TASK STATEMENT ▸ Below are the entries; state how many of their lines contain the string "types", and nothing more.

*** Opening of DATA FOR THIS TASK ***

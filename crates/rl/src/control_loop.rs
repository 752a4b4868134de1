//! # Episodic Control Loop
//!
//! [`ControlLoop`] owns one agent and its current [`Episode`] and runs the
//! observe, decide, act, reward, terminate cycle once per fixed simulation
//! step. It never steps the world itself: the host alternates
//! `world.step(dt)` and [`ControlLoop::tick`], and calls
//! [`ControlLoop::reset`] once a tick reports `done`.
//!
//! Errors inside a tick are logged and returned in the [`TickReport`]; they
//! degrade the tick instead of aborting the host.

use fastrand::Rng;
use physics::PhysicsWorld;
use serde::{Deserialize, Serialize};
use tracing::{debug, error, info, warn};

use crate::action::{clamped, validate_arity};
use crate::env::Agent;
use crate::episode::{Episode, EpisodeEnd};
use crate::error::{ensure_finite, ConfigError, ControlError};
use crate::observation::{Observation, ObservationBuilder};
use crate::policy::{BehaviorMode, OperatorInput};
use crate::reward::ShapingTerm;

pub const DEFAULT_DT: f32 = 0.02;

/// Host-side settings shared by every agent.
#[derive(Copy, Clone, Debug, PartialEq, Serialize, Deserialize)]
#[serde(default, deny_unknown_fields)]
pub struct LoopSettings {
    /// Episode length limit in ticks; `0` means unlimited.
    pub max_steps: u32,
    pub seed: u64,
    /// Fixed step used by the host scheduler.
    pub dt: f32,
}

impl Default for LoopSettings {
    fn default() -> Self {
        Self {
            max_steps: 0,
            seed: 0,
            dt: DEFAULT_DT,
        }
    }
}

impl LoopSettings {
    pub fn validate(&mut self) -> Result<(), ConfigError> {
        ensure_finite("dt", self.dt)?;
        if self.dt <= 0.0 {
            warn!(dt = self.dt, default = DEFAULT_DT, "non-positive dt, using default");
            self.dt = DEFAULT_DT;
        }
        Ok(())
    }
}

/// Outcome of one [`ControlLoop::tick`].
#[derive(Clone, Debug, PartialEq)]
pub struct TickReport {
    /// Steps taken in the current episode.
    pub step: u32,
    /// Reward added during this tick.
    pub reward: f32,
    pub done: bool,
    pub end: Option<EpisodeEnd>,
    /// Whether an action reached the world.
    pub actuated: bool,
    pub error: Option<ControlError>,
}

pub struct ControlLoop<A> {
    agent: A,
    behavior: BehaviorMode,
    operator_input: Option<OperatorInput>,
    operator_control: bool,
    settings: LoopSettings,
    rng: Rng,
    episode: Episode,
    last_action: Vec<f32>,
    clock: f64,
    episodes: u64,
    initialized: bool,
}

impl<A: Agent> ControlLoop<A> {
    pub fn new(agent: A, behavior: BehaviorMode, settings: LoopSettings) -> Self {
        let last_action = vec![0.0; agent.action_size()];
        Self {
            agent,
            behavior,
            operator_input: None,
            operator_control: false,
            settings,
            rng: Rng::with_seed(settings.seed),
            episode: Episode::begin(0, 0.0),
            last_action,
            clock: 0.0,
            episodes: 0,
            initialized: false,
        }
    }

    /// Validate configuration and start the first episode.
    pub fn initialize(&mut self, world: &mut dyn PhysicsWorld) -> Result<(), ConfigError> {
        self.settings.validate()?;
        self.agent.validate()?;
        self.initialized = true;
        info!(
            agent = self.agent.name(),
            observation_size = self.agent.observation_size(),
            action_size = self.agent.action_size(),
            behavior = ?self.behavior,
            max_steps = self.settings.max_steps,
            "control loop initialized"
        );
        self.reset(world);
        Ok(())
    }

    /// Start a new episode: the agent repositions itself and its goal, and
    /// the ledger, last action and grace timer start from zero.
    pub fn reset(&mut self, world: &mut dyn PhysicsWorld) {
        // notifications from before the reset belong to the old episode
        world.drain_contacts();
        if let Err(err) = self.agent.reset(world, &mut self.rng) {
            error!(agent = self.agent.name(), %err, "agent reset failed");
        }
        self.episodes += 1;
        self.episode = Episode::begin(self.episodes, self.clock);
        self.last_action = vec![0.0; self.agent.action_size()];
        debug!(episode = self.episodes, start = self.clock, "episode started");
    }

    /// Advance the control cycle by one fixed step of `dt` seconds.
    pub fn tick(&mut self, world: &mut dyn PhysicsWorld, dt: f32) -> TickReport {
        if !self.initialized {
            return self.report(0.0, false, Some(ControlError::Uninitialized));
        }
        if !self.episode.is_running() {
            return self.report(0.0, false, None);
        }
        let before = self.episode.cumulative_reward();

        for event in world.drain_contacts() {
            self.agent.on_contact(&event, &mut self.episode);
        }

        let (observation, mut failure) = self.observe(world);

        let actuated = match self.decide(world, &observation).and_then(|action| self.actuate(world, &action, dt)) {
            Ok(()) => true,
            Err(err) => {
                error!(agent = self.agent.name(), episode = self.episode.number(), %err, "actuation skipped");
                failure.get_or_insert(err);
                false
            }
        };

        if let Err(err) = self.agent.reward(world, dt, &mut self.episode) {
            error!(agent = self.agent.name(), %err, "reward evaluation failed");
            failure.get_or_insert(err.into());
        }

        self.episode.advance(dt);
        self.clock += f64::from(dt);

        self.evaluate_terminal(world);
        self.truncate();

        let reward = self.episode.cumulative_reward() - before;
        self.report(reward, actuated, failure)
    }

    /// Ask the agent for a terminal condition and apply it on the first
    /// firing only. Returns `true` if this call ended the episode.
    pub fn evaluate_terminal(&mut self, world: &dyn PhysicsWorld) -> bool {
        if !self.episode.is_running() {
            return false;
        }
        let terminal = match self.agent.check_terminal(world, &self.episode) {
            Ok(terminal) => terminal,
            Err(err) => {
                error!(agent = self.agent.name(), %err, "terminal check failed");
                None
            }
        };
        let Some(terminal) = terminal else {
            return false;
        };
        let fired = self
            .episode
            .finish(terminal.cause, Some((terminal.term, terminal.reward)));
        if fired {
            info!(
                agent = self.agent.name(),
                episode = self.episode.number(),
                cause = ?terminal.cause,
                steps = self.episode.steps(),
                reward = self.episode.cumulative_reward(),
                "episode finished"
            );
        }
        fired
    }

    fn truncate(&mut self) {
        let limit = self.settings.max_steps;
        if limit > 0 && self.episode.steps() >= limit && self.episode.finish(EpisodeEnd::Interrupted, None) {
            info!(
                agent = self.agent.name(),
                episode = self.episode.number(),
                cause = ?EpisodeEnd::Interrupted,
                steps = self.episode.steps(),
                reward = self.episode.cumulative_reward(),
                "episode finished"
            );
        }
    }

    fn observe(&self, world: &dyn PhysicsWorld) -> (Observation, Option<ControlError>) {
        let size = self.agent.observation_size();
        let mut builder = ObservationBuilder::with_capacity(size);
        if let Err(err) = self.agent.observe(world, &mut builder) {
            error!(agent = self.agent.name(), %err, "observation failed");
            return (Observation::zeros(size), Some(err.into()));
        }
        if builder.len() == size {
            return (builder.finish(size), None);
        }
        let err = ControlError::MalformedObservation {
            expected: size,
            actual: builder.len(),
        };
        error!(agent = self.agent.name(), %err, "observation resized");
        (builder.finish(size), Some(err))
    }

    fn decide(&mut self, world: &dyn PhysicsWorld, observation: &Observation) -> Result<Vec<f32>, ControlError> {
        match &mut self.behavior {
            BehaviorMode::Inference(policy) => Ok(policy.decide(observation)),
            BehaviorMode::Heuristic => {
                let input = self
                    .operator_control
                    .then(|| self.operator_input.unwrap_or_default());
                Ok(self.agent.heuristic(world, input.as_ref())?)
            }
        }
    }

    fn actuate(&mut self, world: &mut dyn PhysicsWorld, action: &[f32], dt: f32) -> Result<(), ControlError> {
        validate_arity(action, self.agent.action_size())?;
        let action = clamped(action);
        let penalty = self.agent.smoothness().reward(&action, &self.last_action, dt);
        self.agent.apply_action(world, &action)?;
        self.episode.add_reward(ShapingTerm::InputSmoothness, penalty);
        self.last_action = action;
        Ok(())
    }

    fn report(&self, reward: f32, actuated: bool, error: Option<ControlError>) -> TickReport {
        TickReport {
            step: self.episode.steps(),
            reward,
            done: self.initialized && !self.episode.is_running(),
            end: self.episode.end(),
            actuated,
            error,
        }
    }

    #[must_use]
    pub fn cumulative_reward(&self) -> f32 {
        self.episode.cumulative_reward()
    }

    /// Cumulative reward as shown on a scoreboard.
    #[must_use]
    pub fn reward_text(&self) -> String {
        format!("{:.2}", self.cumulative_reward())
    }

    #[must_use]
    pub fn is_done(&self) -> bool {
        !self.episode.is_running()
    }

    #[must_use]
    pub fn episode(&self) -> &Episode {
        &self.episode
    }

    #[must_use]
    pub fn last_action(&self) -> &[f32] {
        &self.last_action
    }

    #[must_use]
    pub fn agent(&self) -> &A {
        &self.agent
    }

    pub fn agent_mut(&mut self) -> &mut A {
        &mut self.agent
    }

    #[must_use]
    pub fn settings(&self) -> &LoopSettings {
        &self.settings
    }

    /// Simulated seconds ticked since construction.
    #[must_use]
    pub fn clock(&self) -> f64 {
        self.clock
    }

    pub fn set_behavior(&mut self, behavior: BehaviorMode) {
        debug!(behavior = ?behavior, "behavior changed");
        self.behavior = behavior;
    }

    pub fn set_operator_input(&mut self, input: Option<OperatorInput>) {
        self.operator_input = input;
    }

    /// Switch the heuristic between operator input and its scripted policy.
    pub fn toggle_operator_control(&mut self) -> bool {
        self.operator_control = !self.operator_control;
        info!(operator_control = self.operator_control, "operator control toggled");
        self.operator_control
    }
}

*** Close of DATA FOR THIS TASK ***
*** Opening of DATA FOR THIS TASK ***

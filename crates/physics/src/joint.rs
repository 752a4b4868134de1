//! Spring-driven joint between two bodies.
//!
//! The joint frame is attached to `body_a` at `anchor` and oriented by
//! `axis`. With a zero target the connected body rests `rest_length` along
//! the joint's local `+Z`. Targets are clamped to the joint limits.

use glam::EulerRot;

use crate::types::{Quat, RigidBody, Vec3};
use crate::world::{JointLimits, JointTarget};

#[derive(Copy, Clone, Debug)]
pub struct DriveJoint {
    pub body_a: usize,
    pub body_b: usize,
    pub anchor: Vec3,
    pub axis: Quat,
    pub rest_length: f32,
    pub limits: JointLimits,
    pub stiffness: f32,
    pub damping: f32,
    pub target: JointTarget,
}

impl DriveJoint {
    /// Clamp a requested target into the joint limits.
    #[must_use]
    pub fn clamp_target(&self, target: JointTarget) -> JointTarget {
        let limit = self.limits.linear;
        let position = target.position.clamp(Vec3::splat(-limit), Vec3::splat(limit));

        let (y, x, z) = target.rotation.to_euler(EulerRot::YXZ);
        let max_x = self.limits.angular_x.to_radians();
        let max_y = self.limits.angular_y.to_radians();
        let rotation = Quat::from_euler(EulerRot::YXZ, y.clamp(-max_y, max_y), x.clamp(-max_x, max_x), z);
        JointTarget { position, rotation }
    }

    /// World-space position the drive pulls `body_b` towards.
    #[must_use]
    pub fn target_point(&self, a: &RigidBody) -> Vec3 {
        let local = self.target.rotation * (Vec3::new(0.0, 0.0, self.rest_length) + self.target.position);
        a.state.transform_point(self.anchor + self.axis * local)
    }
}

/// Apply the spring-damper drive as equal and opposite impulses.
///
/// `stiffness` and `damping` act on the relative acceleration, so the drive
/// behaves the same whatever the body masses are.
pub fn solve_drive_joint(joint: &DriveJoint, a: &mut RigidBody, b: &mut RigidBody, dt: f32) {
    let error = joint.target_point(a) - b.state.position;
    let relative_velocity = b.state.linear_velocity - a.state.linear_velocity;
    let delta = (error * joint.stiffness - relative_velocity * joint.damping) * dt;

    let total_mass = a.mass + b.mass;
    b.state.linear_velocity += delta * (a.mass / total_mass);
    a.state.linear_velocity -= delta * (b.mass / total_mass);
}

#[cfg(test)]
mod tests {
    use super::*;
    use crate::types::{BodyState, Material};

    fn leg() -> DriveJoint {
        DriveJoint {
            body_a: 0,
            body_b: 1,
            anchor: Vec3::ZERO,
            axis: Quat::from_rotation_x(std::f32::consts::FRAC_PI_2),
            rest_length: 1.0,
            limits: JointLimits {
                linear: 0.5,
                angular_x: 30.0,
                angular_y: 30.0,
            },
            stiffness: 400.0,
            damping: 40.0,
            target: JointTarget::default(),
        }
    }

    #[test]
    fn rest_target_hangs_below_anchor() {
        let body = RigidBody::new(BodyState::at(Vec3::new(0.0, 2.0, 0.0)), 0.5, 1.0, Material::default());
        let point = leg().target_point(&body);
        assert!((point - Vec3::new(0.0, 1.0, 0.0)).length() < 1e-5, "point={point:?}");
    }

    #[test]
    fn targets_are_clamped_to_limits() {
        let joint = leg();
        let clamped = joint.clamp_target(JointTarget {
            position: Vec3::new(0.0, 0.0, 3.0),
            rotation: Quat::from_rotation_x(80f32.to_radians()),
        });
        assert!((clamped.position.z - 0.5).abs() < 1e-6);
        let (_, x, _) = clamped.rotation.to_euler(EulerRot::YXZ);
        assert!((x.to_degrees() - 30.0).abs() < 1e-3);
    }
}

*** Close of DATA FOR THIS TASK ***
*** Opening of DATA FOR THIS TASK ***

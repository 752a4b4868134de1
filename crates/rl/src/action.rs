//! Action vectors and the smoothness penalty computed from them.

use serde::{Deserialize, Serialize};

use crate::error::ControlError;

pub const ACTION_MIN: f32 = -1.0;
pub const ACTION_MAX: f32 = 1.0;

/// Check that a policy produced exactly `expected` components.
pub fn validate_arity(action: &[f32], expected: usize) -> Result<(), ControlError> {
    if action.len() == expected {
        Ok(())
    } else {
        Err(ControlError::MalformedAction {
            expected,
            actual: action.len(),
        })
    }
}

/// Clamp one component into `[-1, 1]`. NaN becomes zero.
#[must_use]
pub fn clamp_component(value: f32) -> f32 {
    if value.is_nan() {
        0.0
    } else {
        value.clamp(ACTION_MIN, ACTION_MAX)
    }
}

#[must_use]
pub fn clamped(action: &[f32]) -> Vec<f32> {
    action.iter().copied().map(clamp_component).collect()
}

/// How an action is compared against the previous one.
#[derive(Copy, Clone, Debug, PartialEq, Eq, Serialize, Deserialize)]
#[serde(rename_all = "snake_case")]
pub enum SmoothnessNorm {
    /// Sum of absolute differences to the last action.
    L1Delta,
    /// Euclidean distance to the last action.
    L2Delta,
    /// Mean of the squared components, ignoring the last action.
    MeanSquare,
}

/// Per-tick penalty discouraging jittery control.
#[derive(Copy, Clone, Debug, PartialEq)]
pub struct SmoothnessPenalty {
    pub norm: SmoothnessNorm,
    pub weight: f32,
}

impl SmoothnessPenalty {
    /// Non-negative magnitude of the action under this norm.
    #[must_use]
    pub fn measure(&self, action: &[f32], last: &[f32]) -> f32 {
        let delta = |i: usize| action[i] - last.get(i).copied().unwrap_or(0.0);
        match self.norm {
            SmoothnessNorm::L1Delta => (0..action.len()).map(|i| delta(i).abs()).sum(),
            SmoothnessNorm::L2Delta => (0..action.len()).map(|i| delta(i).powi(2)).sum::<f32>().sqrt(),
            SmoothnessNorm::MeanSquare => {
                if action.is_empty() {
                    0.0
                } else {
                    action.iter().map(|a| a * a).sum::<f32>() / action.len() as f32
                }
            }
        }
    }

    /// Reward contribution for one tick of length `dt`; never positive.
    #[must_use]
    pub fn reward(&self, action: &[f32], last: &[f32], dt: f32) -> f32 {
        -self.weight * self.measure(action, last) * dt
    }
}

*** Close of DATA FOR THIS TASK ***

SOLVED EXERCISE ▸ 2